## TASK PROMPT
Only lines with the string "block" matter here; gather them from the material below.

## MATERIAL SHOWN
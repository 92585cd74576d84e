use std::fmt;
use std::sync::{Condvar, Mutex, MutexGuard, PoisonError};

use crate::error::{KernelError, Result};

/// Identifies which barrier in a kernel body is being reached.
///
/// Every lane of a group must pass the same sites in the same order.
#[derive(Debug, Clone, Copy, PartialEq, Eq, Hash)]
pub enum BarrierSite {
    /// The scratch tile is fully populated for the current block.
    TileLoaded,
    /// Every lane has finished reading the scratch tile for the current block.
    TileConsumed,
    /// A barrier in some other kernel.
    Named(&'static str),
}

impl fmt::Display for BarrierSite {
    fn fmt(&self, f: &mut fmt::Formatter<'_>) -> fmt::Result {
        match self {
            BarrierSite::TileLoaded => write!(f, "tile-loaded"),
            BarrierSite::TileConsumed => write!(f, "tile-consumed"),
            BarrierSite::Named(name) => write!(f, "{name}"),
        }
    }
}

/// Work-group scoped synchronization shared by the lanes of one compute unit.
///
/// A lane calls `enter` once before running any work-item, `barrier` at each
/// barrier site, and `leave` once it has no more work. A lane that fails must
/// call `poison` so the others stop waiting for it.
pub trait GroupSync: Send + Sync {
    fn lanes(&self) -> usize;

    fn enter(&self, _lane: usize) -> Result<()> {
        Ok(())
    }

    fn barrier(&self, lane: usize, site: BarrierSite) -> Result<()>;

    fn leave(&self, _lane: usize) {}

    fn poison(&self);
}

fn lock<T>(mutex: &Mutex<T>) -> MutexGuard<'_, T> {
    // State is only mutated under the lock without panicking, so a poisoned
    // mutex still holds consistent state.
    mutex.lock().unwrap_or_else(PoisonError::into_inner)
}

#[derive(Debug, Default)]
struct BarrierState {
    arrived: usize,
    generation: u64,
    poisoned: bool,
}

/// Generation-counting barrier for lanes running truly concurrently.
#[derive(Debug)]
pub struct GroupBarrier {
    lanes: usize,
    state: Mutex<BarrierState>,
    cvar: Condvar,
}

impl GroupBarrier {
    pub fn new(lanes: usize) -> Self {
        GroupBarrier {
            lanes,
            state: Mutex::new(BarrierState::default()),
            cvar: Condvar::new(),
        }
    }
}

impl GroupSync for GroupBarrier {
    fn lanes(&self) -> usize {
        self.lanes
    }

    fn barrier(&self, _lane: usize, _site: BarrierSite) -> Result<()> {
        let mut state = lock(&self.state);
        if state.poisoned {
            return Err(KernelError::BarrierPoisoned);
        }
        let generation = state.generation;
        state.arrived += 1;
        if state.arrived == self.lanes {
            state.arrived = 0;
            state.generation = state.generation.wrapping_add(1);
            self.cvar.notify_all();
            return Ok(());
        }
        while state.generation == generation && !state.poisoned {
            state = self.cvar.wait(state).unwrap_or_else(PoisonError::into_inner);
        }
        if state.generation != generation {
            Ok(())
        } else {
            Err(KernelError::BarrierPoisoned)
        }
    }

    fn poison(&self) {
        lock(&self.state).poisoned = true;
        self.cvar.notify_all();
    }
}

#[derive(Debug, Default)]
struct LockstepState {
    turn: usize,
    arrived: usize,
    generation: u64,
    poisoned: bool,
}

/// Deterministic barrier that runs exactly one lane at a time.
///
/// Lanes start in local-id order and hand over to the next lane only when they
/// reach a barrier or leave. When the last lane arrives, lane 0 resumes first.
/// This makes every interleaving reproducible: with a barrier missing, lane 0
/// runs ahead of lanes that have not stored their tile element yet.
#[derive(Debug)]
pub struct LockstepBarrier {
    lanes: usize,
    state: Mutex<LockstepState>,
    cvar: Condvar,
}

impl LockstepBarrier {
    pub fn new(lanes: usize) -> Self {
        LockstepBarrier {
            lanes,
            state: Mutex::new(LockstepState::default()),
            cvar: Condvar::new(),
        }
    }

    fn next(&self, lane: usize) -> usize {
        (lane + 1) % self.lanes
    }

    fn wait_turn<'a>(
        &self,
        mut state: MutexGuard<'a, LockstepState>,
        lane: usize,
        generation: Option<u64>,
    ) -> Result<MutexGuard<'a, LockstepState>> {
        let ready = |s: &LockstepState| s.turn == lane && generation.map_or(true, |g| s.generation != g);
        while !ready(&*state) && !state.poisoned {
            state = self.cvar.wait(state).unwrap_or_else(PoisonError::into_inner);
        }
        if ready(&*state) {
            Ok(state)
        } else {
            Err(KernelError::BarrierPoisoned)
        }
    }
}

impl GroupSync for LockstepBarrier {
    fn lanes(&self) -> usize {
        self.lanes
    }

    fn enter(&self, lane: usize) -> Result<()> {
        let state = lock(&self.state);
        if state.poisoned {
            return Err(KernelError::BarrierPoisoned);
        }
        self.wait_turn(state, lane, None).map(drop)
    }

    fn barrier(&self, lane: usize, _site: BarrierSite) -> Result<()> {
        let mut state = lock(&self.state);
        if state.poisoned {
            return Err(KernelError::BarrierPoisoned);
        }
        let generation = state.generation;
        state.arrived += 1;
        if state.arrived == self.lanes {
            state.arrived = 0;
            state.generation = state.generation.wrapping_add(1);
            state.turn = 0;
        } else {
            state.turn = self.next(lane);
        }
        self.cvar.notify_all();
        self.wait_turn(state, lane, Some(generation)).map(drop)
    }

    fn leave(&self, lane: usize) {
        let mut state = lock(&self.state);
        state.turn = self.next(lane);
        self.cvar.notify_all();
    }

    fn poison(&self) {
        lock(&self.state).poisoned = true;
        self.cvar.notify_all();
    }
}
//! Data structures exchanged between the resolver, the version store and the updater.

use std::fmt;
use std::str::FromStr;

use anyhow::anyhow;
use serde::{Deserialize, Serialize};

/// Ability slot on a champion's kit.
#[derive(Debug, Clone, Copy, PartialEq, Eq, Hash)]
pub enum AbilityKey {
  /// First basic ability.
  Q,
  /// Second basic ability.
  W,
  /// Third basic ability.
  E,
  /// Ultimate.
  R,
}

impl AbilityKey {
  /// Upper-case key letter as used by the CDN fallback URL.
  pub fn letter(self) -> char {
    match self {
      Self::Q => 'Q',
      Self::W => 'W',
      Self::E => 'E',
      Self::R => 'R',
    }
  }

  /// Lower-case key letter as it appears in asset filenames.
  pub fn lower(self) -> char {
    self.letter().to_ascii_lowercase()
  }
}

impl fmt::Display for AbilityKey {
  fn fmt(&self, f: &mut fmt::Formatter<'_>) -> fmt::Result {
    write!(f, "{}", self.letter())
  }
}

impl FromStr for AbilityKey {
  type Err = anyhow::Error;

  /// Accepts the key letter in either case; only the first character is inspected so values
  /// such as `"Q1"` coming from scraped tables still parse.
  fn from_str(value: &str) -> Result<Self, Self::Err> {
    let first = value
      .trim()
      .chars()
      .next()
      .ok_or_else(|| anyhow!("empty ability key"))?;
    match first.to_ascii_uppercase() {
      'Q' => Ok(Self::Q),
      'W' => Ok(Self::W),
      'E' => Ok(Self::E),
      'R' => Ok(Self::R),
      other => Err(anyhow!("unknown ability key '{other}'")),
    }
  }
}

/// Metadata describing one ability whose icon should be located.
#[derive(Debug, Clone, PartialEq, Eq)]
pub struct AbilityRef {
  /// Champion key as published by Data Dragon (e.g. `TahmKench`).
  pub champion_key: String,
  /// Ability slot.
  pub ability_key: AbilityKey,
  /// Ordinal distinguishing several icons for the same slot.
  pub ability_index: u32,
  /// Display name of the ability (e.g. `Frost Shot`).
  pub ability_display_name: String,
}

impl AbilityRef {
  /// Convenience constructor.
  pub fn new(
    champion_key: impl Into<String>,
    ability_key: AbilityKey,
    ability_index: u32,
    ability_display_name: impl Into<String>,
  ) -> Self {
    Self {
      champion_key: champion_key.into(),
      ability_key,
      ability_index,
      ability_display_name: ability_display_name.into(),
    }
  }
}

/// Outcome of resolving a single [`AbilityRef`].
#[derive(Debug, Clone, PartialEq)]
pub struct MatchResult {
  /// Matched filename (basename only), absent when the CDN fallback was used.
  pub filename: Option<String>,
  /// Match confidence in `0.0..=1.0`.
  pub confidence: f64,
  /// URL the icon should be fetched from.
  pub resolved_url: String,
}

impl MatchResult {
  /// Returns `true` when a real filename was found on the asset host.
  pub fn is_matched(&self) -> bool {
    self.filename.is_some()
  }
}

/// Persisted record of the last generated patch version.
#[derive(Debug, Clone, PartialEq, Eq, Serialize, Deserialize)]
#[serde(rename_all = "camelCase")]
pub struct VersionRecord {
  /// Patch version string, e.g. `14.3.1`.
  pub version: String,
  /// ISO-8601 UTC time of the last update, suffixed with `Z`.
  pub last_update: String,
  /// Unix timestamp (seconds) of the last update.
  pub timestamp: i64,
}

/// Result of comparing the stored version against the latest published one.
#[derive(Debug, Clone, PartialEq, Eq)]
pub struct VersionCheck {
  /// Whether data needs to be regenerated.
  pub has_new_version: bool,
  /// Version currently recorded on disk.
  pub current: Option<String>,
  /// Latest published version; absent when the provider failed.
  pub latest: Option<String>,
}

/// Final state reported by [`crate::updater::PatchUpdater::check_and_update`].
#[derive(Debug, Clone, PartialEq, Eq)]
pub enum UpdateOutcome {
  /// Stored data already matches the latest patch (or the check failed).
  UpToDate {
    /// Version on disk, if any.
    version: Option<String>,
  },
  /// Generation ran and the version file now records `to`.
  Updated {
    /// Previously recorded version.
    from: Option<String>,
    /// Newly recorded version.
    to: String,
  },
  /// Generation failed; the version file was left untouched.
  GenerationFailed {
    /// Version that was being generated.
    latest: String,
  },
}

impl UpdateOutcome {
  /// Process exit code matching the outcome.
  pub fn exit_code(&self) -> i32 {
    match self {
      Self::UpToDate { .. } | Self::Updated { .. } => 0,
      Self::GenerationFailed { .. } => 1,
    }
  }
}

## ANSWER FOR THE TASK
    /// The scratch tile is fully populated for the current block.
    /// Every lane has finished reading the scratch tile for the current block.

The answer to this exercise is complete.